How to Create Mealtime Routines for Children

Creating Mealtime Routines

By: Dr. Beth
Date: March 21, 2022

Humans are creatures of habit, and a great way to help your child make progress with their feeding goals is to establish mealtime routines. This is one of the first things I teach families when we start working together in feeding therapy. There are several steps in this routine, and I will outline them here for you.

The first step in the mealtime routine is to wash your hands. When I teach cooking classes to older kids, we always learn that in order to prepare food, especially food that other people will eat, we need to wash our hands. Good old-fashioned soap and water is the best way, because this incorporates some sensory fun into the routine! However, hand sanitizer is a fine second option.

Next, we have to prepare our space for eating. This includes getting out all of our supplies- cups, plates, utensils, and napkins. This can be a great way to work on language development for younger children- can they identify the different items by name and/or function? Can they follow directions about where to place the items, or who to pass them to?

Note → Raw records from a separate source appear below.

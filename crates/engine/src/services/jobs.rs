// SPDX-License-Identifier: BUSL-1.1
// Copyright (c) 2026 Alfred Jean LLC

//! Job lifecycle: creation under Worker policy, start, status, watch

use super::{ServiceDeps, Store};
use crate::inflight::InFlight;
use crate::substrate::Substrate;
use crate::watch::{poll_every, StatusStream};
use convoy_core::{
    authorize, Clock, Error, Event, JobPhase, JobSpec, JobStatus, Principal, ResourceKind, Result,
    ResultExt, Role,
};
use std::time::Duration;

#[derive(Clone)]
pub struct JobsService<St, Su, C> {
    store: St,
    substrate: Su,
    clock: C,
    inflight: InFlight,
    watch_interval: Duration,
}

fn job_status(event: &Event, job_name: &str) -> Result<JobStatus> {
    event
        .worker
        .jobs
        .get(job_name)
        .map(|job| job.status.clone())
        .ok_or_else(|| Error::not_found(ResourceKind::Job, job_name))
}

/// Reject specs that ask for more than the Worker allows.
fn check_policies(event: &Event, job_name: &str, spec: &JobSpec) -> Result<()> {
    let worker = &event.worker.spec;
    let features = spec.features();

    if features.privileged && !worker.allows_privileged_jobs() {
        return Err(Error::unauthorized(
            "Worker configuration forbids jobs from utilizing privileged containers.",
        ));
    }
    if features.docker_socket && !worker.allows_docker_socket_jobs() {
        return Err(Error::unauthorized(
            "Worker configuration forbids jobs from mounting the Docker socket.",
        ));
    }
    if features.workspace && !worker.use_workspace {
        return Err(Error::conflict(
            ResourceKind::Job,
            job_name,
            "The job requested access to the shared workspace, but Worker \
             configuration has not enabled this feature.",
        ));
    }
    Ok(())
}

impl<St, Su, C> JobsService<St, Su, C>
where
    St: Store,
    Su: Substrate,
    C: Clock,
{
    pub fn new<I>(deps: &ServiceDeps<St, Su, C, I>, watch_interval: Duration) -> Self {
        Self {
            store: deps.store.clone(),
            substrate: deps.substrate.clone(),
            clock: deps.clock.clone(),
            inflight: deps.inflight.clone(),
            watch_interval,
        }
    }

    async fn event(&self, event_id: &str) -> Result<Event> {
        self.store
            .get_event(event_id)
            .await
            .context(|| format!("retrieve event {} from store", event_id))
    }

    /// Add a Job to the calling Worker's Event and dispatch it.
    pub async fn create(
        &self,
        principal: &Principal,
        event_id: &str,
        job_name: &str,
        spec: JobSpec,
    ) -> Result<()> {
        authorize(principal, &[Role::worker(event_id)])?;

        let event = self.event(event_id).await?;
        if event.worker.jobs.contains_key(job_name) {
            return Err(Error::conflict(
                ResourceKind::Job,
                job_name,
                format!(
                    "Event {:?} already has a job named {:?}.",
                    event_id, job_name
                ),
            ));
        }
        check_policies(&event, job_name, &spec)?;

        let _dispatching = self.inflight.begin(InFlight::job_key(event_id, job_name));
        self.store
            .create_job(event_id, job_name, &spec, self.clock.now())
            .await
            .context(|| format!("save event {} job {} in store", event_id, job_name))?;

        let project = self
            .store
            .get_project(event.project())
            .await
            .context(|| format!("retrieve project {} from store", event.project()))?;
        // Re-read so the substrate sees the Job as stored.
        let event = self.event(event_id).await?;
        self.substrate
            .schedule_job(&project, &event, job_name)
            .await
            .context(|| format!("schedule event {} job {}", event_id, job_name))?;
        self.store
            .mark_job_scheduled(event_id, job_name)
            .await
            .context(|| format!("mark event {} job {} scheduled", event_id, job_name))?;

        tracing::info!(event_id, job = job_name, "job created");
        Ok(())
    }

    /// Launch a PENDING Job on the substrate.
    pub async fn start(&self, principal: &Principal, event_id: &str, job_name: &str) -> Result<()> {
        authorize(principal, &[Role::scheduler()])?;

        let event = self.event(event_id).await?;
        let status = job_status(&event, job_name)?;
        if status.phase != JobPhase::Pending {
            return Err(Error::conflict(
                ResourceKind::Job,
                job_name,
                format!(
                    "Event {:?} job {:?} has already been started.",
                    event_id, job_name
                ),
            ));
        }

        self.substrate
            .start_job(&event, job_name)
            .await
            .context(|| format!("start event {} job {}", event_id, job_name))?;
        tracing::info!(event_id, job = job_name, "job started");
        Ok(())
    }

    pub async fn get_status(
        &self,
        principal: &Principal,
        event_id: &str,
        job_name: &str,
    ) -> Result<JobStatus> {
        authorize(principal, &[Role::reader()])?;
        job_status(&self.event(event_id).await?, job_name)
    }

    /// Stream the Job's status every watch interval until dropped. The Job
    /// must exist when the watch begins.
    pub async fn watch_status(
        &self,
        principal: &Principal,
        event_id: &str,
        job_name: &str,
    ) -> Result<StatusStream<JobStatus>> {
        authorize(principal, &[Role::reader()])?;
        job_status(&self.event(event_id).await?, job_name)?;

        let store = self.store.clone();
        let event_id = event_id.to_string();
        let name = job_name.to_string();
        Ok(poll_every(
            self.watch_interval,
            format!("job {}:{}", event_id, job_name),
            move || {
                let store = store.clone();
                let event_id = event_id.clone();
                let name = name.clone();
                async move { job_status(&store.get_event(&event_id).await?, &name) }
            },
        ))
    }

    /// Record a status reported by the observer. Phases only move forward;
    /// the store refuses anything else with a conflict.
    pub async fn update_status(
        &self,
        principal: &Principal,
        event_id: &str,
        job_name: &str,
        status: JobStatus,
    ) -> Result<()> {
        authorize(principal, &[Role::observer()])?;

        self.store
            .update_job_status(event_id, job_name, &status)
            .await
            .context(|| format!("update status of event {} job {}", event_id, job_name))?;
        tracing::info!(event_id, job = job_name, phase = %status.phase, "job status updated");
        Ok(())
    }
}

#[cfg(test)]
#[path = "jobs_tests.rs"]
mod tests;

After we set our places, now we get to eat! My sessions usually target learning about new foods “family style”, so everybody will take a little bit of the foods we have to offer (including parents, siblings, and me!) Sometimes we will work on one or two foods at a time, other times children can tolerate more variety on their plate. I am aiming for 10 foods in a session, but sometimes we have to start with only a few and work our way up. I always incorporate rich language concepts into this part as well. We talk about the colors, shapes, sizes, and textures of the foods.

After all foods have been presented, passed around, and eaten, now the fun part- CLEANING UP! Children learn very early on that when foods go into the trash, they stay there and don’t return again. Kids are always so eager to help clean up! You can use an “all done” bowl, garbage can, or plastic grocery bag brought to the high chair or table. Initially, I just have kids pick up and throw away the foods on their tray or plate. However, we quickly advance to interacting with the foods in some way before putting them in the trash- we can break or smush with our hands, put into our mouth and “sneeze” into the trash, or bite them and then shoot rockets into the trash. Be creative and show excitement!

By incorporating these strategies into mealtimes, or a daily “snack routine”, you will see how quickly your child starts to accept new foods into their repertoire. Working with a skilled therapist can show you exactly how to establish a mealtime routine within the context of your own home. Feeding therapy is meant to be fun and engaging and these steps will help you to create a routine for your child.